[[ ENTRIES PROVIDED, beginning ]]
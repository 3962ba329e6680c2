#![allow(clippy::unwrap_used, clippy::expect_used, clippy::arithmetic_side_effects)]
//! Property-based test suite entry point.
//!
//! This file loads all property test sub-modules. Run with:
//!
//! ```bash
//! cargo test --test property -p staked_token
//! ```
//!
//! To increase the number of generated cases:
//!
//! ```bash
//! PROPTEST_CASES=512 cargo test --test property -p staked_token
//! ```

mod heatup;
mod rewards;
mod voting;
[[ ENTRIES PROVIDED, end ]]
Whenever a line in the entries above includes the word "test", pull that line out.

WRITTEN RESPONSE:
//! Property-based test suite entry point.
//! This file loads all property test sub-modules. Run with:
//! cargo test --test property -p staked_token
//! PROPTEST_CASES=512 cargo test --test property -p staked_token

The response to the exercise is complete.